» Exercise: The task calls for the count of lines containing "enum" in these records, given as a number with no other words.

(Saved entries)
=== Section Start ===

//! Applicant data structures matching the application intake format

use serde::{Deserialize, Serialize};

use crate::error::EngineError;

/// Default education level when the application omits it
fn default_education() -> EducationLevel {
    EducationLevel::Bachelor
}

/// Default years of professional experience
fn default_experience() -> u8 {
    5
}

/// Default years at the current job
fn default_job_tenure() -> u8 {
    2
}

/// Default loan purpose
fn default_purpose() -> LoanPurpose {
    LoanPurpose::Personal
}

/// Default marital status
fn default_marital_status() -> MaritalStatus {
    MaritalStatus::Single
}

/// Default home ownership status
fn default_home_ownership() -> HomeOwnership {
    HomeOwnership::Rent
}

/// Default gender when the application omits it
fn default_gender() -> Gender {
    Gender::Male
}

/// Gender of the applicant
#[derive(Debug, Clone, Copy, PartialEq, Eq, Serialize, Deserialize)]
pub enum Gender {
    Male,
    Female,
    Other,
}

/// Employment status of the applicant
#[derive(Debug, Clone, Copy, PartialEq, Eq, Serialize, Deserialize)]
pub enum EmploymentStatus {
    /// Salaried employment
    Employed,
    /// Business or professional income
    #[serde(rename = "Self-Employed", alias = "Self Employed", alias = "SelfEmployed")]
    SelfEmployed,
    /// No current income source
    Unemployed,
}

/// Highest education level, normalized to the credit bureau vocabulary
#[derive(Debug, Clone, Copy, PartialEq, Eq, Serialize, Deserialize)]
pub enum EducationLevel {
    #[serde(rename = "High School", alias = "HighSchool")]
    HighSchool,
    Associate,
    #[serde(alias = "Bachelor's", alias = "Bachelors")]
    Bachelor,
    #[serde(alias = "Master's", alias = "Masters")]
    Master,
    #[serde(alias = "Doctorate")]
    PhD,
}

impl EducationLevel {
    /// Spelling used by the model dataset
    pub fn model_value(&self) -> &'static str {
        match self {
            EducationLevel::HighSchool => "High School",
            EducationLevel::Associate => "Associate",
            EducationLevel::Bachelor => "Bachelor",
            EducationLevel::Master => "Master",
            EducationLevel::PhD => "PhD",
        }
    }
}

/// Home ownership status
#[derive(Debug, Clone, Copy, PartialEq, Eq, Serialize, Deserialize)]
pub enum HomeOwnership {
    #[serde(alias = "OWN")]
    Own,
    #[serde(alias = "MORTGAGE")]
    Mortgage,
    #[serde(alias = "RENT")]
    Rent,
    #[serde(alias = "OTHER")]
    Other,
}

impl HomeOwnership {
    /// Uppercase spelling used by the model dataset
    pub fn model_value(&self) -> &'static str {
        match self {
            HomeOwnership::Own => "OWN",
            HomeOwnership::Mortgage => "MORTGAGE",
            HomeOwnership::Rent => "RENT",
            HomeOwnership::Other => "OTHER",
        }
    }
}

/// Declared purpose of the loan
#[derive(Debug, Clone, Copy, PartialEq, Eq, Serialize, Deserialize)]
pub enum LoanPurpose {
    #[serde(alias = "PERSONAL")]
    Personal,
    #[serde(alias = "EDUCATION")]
    Education,
    #[serde(alias = "MEDICAL")]
    Medical,
    #[serde(alias = "VENTURE", alias = "Business")]
    Venture,
    #[serde(
        rename = "Home Improvement",
        alias = "HomeImprovement",
        alias = "HOMEIMPROVEMENT"
    )]
    HomeImprovement,
    #[serde(
        rename = "Debt Consolidation",
        alias = "DebtConsolidation",
        alias = "DEBTCONSOLIDATION",
        alias = "DEBT_CONSOLIDATION"
    )]
    DebtConsolidation,
}

impl LoanPurpose {
    /// Uppercase spelling used by the model dataset
    pub fn model_value(&self) -> &'static str {
        match self {
            LoanPurpose::Personal => "PERSONAL",
            LoanPurpose::Education => "EDUCATION",
            LoanPurpose::Medical => "MEDICAL",
            LoanPurpose::Venture => "VENTURE",
            LoanPurpose::HomeImprovement => "HOMEIMPROVEMENT",
            LoanPurpose::DebtConsolidation => "DEBTCONSOLIDATION",
        }
    }
}

/// Marital status of the applicant
#[derive(Debug, Clone, Copy, PartialEq, Eq, Serialize, Deserialize)]
pub enum MaritalStatus {
    Single,
    Married,
    Divorced,
    Widowed,
}

/// Credit rating bands on the 300-900 bureau scale
#[derive(Debug, Clone, Copy, PartialEq, Eq, Serialize, Deserialize)]
pub enum CreditRating {
    /// 800-900
    Excellent,
    /// 750-799
    #[serde(rename = "Very Good")]
    VeryGood,
    /// 700-749
    Good,
    /// 650-699
    Fair,
    /// 550-649
    Poor,
    /// 300-549
    #[serde(rename = "Very Poor")]
    VeryPoor,
}

impl CreditRating {
    /// Human-readable rating label
    pub fn as_str(&self) -> &'static str {
        match self {
            CreditRating::Excellent => "Excellent",
            CreditRating::VeryGood => "Very Good",
            CreditRating::Good => "Good",
            CreditRating::Fair => "Fair",
            CreditRating::Poor => "Poor",
            CreditRating::VeryPoor => "Very Poor",
        }
    }
}

/// Terminal outcome of an application evaluation
#[derive(Debug, Clone, Copy, PartialEq, Eq, Serialize, Deserialize)]
#[serde(rename_all = "SCREAMING_SNAKE_CASE")]
pub enum Decision {
    Approved,
    Rejected,
    PendingReview,
}

impl Decision {
    /// Wire spelling of the decision
    pub fn as_str(&self) -> &'static str {
        match self {
            Decision::Approved => "APPROVED",
            Decision::Rejected => "REJECTED",
            Decision::PendingReview => "PENDING_REVIEW",
        }
    }
}

/// Direction of an explanation factor's contribution
#[derive(Debug, Clone, Copy, PartialEq, Eq, Serialize, Deserialize)]
#[serde(rename_all = "lowercase")]
pub enum Impact {
    Positive,
    Negative,
    Neutral,
}

/// A raw application as posted by the intake layer
///
/// Required fields have no default; everything else carries the documented
/// default so partial applications stay scoreable.
#[derive(Debug, Clone, Serialize, Deserialize)]
pub struct ApplicationRequest {
    /// Applicant age in years
    pub age: u8,

    /// Employment status
    pub employment_status: EmploymentStatus,

    /// Gross monthly income
    pub monthly_income: f64,

    /// Requested loan principal
    pub loan_amount: f64,

    /// Requested repayment term in months
    #[serde(alias = "loan_duration")]
    pub loan_duration_months: u32,

    /// Existing monthly debt obligations
    #[serde(default, alias = "monthly_debt_payments")]
    pub monthly_debt: f64,

    /// Monthly income of a co-applicant, 0 when applying alone
    #[serde(default)]
    pub coapplicant_income: f64,

    /// Self-reported bureau score (300-900) when the applicant knows it
    #[serde(default, alias = "cibil_score")]
    pub credit_score: Option<u16>,

    #[serde(default = "default_gender")]
    pub gender: Gender,

    #[serde(default = "default_education")]
    pub education_level: EducationLevel,

    /// Total years of professional experience
    #[serde(default = "default_experience")]
    pub experience: u8,

    /// Years at the current job
    #[serde(default = "default_job_tenure")]
    pub job_tenure: u8,

    #[serde(default = "default_purpose")]
    pub loan_purpose: LoanPurpose,

    #[serde(default = "default_marital_status")]
    pub marital_status: MaritalStatus,

    /// Number of financial dependents
    #[serde(default, alias = "number_of_dependents")]
    pub dependents: u8,

    #[serde(default = "default_home_ownership", alias = "home_ownership_status")]
    pub home_ownership: HomeOwnership,

    /// Whether the applicant has a past loan default on file
    #[serde(default, alias = "previous_loan_defaults")]
    pub previous_defaults: bool,
}

impl ApplicationRequest {
    /// Validate the request and produce an immutable profile
    ///
    /// Rejects what can never be scored (non-positive income or principal,
    /// out-of-range term or age, malformed bureau score). Young-but-adult
    /// applicants pass validation; the statutory age rule belongs to the
    /// decision cascade.
    pub fn to_profile(&self) -> Result<ApplicantProfile, EngineError> {
        if !self.monthly_income.is_finite() || self.monthly_income <= 0.0 {
            return Err(EngineError::validation(
                "monthly_income",
                "must be a positive amount",
            ));
        }
        if !self.loan_amount.is_finite() || self.loan_amount <= 0.0 {
            return Err(EngineError::validation(
                "loan_amount",
                "must be a positive amount",
            ));
        }
        if self.loan_duration_months == 0 || self.loan_duration_months > 480 {
            return Err(EngineError::validation(
                "loan_duration_months",
                "must be between 1 and 480 months",
            ));
        }
        if self.age < 18 || self.age > 100 {
            return Err(EngineError::validation(
                "age",
                "must be between 18 and 100 years",
            ));
        }
        if !self.monthly_debt.is_finite() || self.monthly_debt < 0.0 {
            return Err(EngineError::validation(
                "monthly_debt",
                "must be zero or a positive amount",
            ));
        }
        if !self.coapplicant_income.is_finite() || self.coapplicant_income < 0.0 {
            return Err(EngineError::validation(
                "coapplicant_income",
                "must be zero or a positive amount",
            ));
        }
        if let Some(score) = self.credit_score {
            if !(300..=900).contains(&score) {
                return Err(EngineError::validation(
                    "credit_score",
                    "must be on the 300-900 bureau scale",
                ));
            }
        }

        Ok(ApplicantProfile {
            age: self.age,
            gender: self.gender,
            education: self.education_level,
            employment: self.employment_status,
            experience_years: self.experience,
            job_tenure_years: self.job_tenure,
            monthly_income: self.monthly_income,
            monthly_debt: self.monthly_debt,
            loan_amount: self.loan_amount,
            loan_duration_months: self.loan_duration_months,
            loan_purpose: self.loan_purpose,
            marital_status: self.marital_status,
            dependents: self.dependents,
            home_ownership: self.home_ownership,
            manual_credit_score: self.credit_score,
            coapplicant_income: self.coapplicant_income,
            previous_defaults: self.previous_defaults,
        })
    }
}

/// A validated applicant profile
///
/// Built once per evaluation from an [`ApplicationRequest`]; derived ratios
/// are methods so the struct cannot drift out of sync with its inputs.
#[derive(Debug, Clone, Serialize, Deserialize)]
pub struct ApplicantProfile {
    /// Applicant age in years
    pub age: u8,

    /// Gender of the applicant
    pub gender: Gender,

    /// Highest education level
    pub education: EducationLevel,

    /// Employment status
    pub employment: EmploymentStatus,

    /// Total years of professional experience
    pub experience_years: u8,

    /// Years at the current job
    pub job_tenure_years: u8,

    /// Gross monthly income
    pub monthly_income: f64,

    /// Existing monthly debt obligations
    pub monthly_debt: f64,

    /// Requested loan principal
    pub loan_amount: f64,

    /// Requested repayment term in months
    pub loan_duration_months: u32,

    /// Declared purpose of the loan
    pub loan_purpose: LoanPurpose,

    /// Marital status
    pub marital_status: MaritalStatus,

    /// Number of financial dependents
    pub dependents: u8,

    /// Home ownership status
    pub home_ownership: HomeOwnership,

    /// Self-reported bureau score, if provided
    pub manual_credit_score: Option<u16>,

    /// Monthly income of a co-applicant (0 = applying alone)
    pub coapplicant_income: f64,

    /// Past loan default on file
    pub previous_defaults: bool,
}

impl ApplicantProfile {
    /// Annualized gross income
    pub fn annual_income(&self) -> f64 {
        self.monthly_income * 12.0
    }

    /// Debt-to-income ratio; degenerate income reads as fully leveraged
    pub fn debt_to_income(&self) -> f64 {
        if self.monthly_income > 0.0 {
            self.monthly_debt / self.monthly_income
        } else {
            1.0
        }
    }

    /// Bureau score used by rules and the model: manual score or the
    /// population median of 650
    pub fn credit_score_or_default(&self) -> u16 {
        self.manual_credit_score.unwrap_or(650)
    }

    /// Approximate credit history length in years, anchored at age 21
    pub fn credit_history_years(&self) -> f64 {
        f64::from(self.age.saturating_sub(21))
    }

    /// Loan principal as a share of annual income; degenerate income maps
    /// to the dataset's midpoint of 0.5
    pub fn loan_percent_income(&self) -> f64 {
        let annual = self.annual_income();
        if annual > 0.0 {
            self.loan_amount / annual
        } else {
            0.5
        }
    }
}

=== Section End ===

» Answer: 9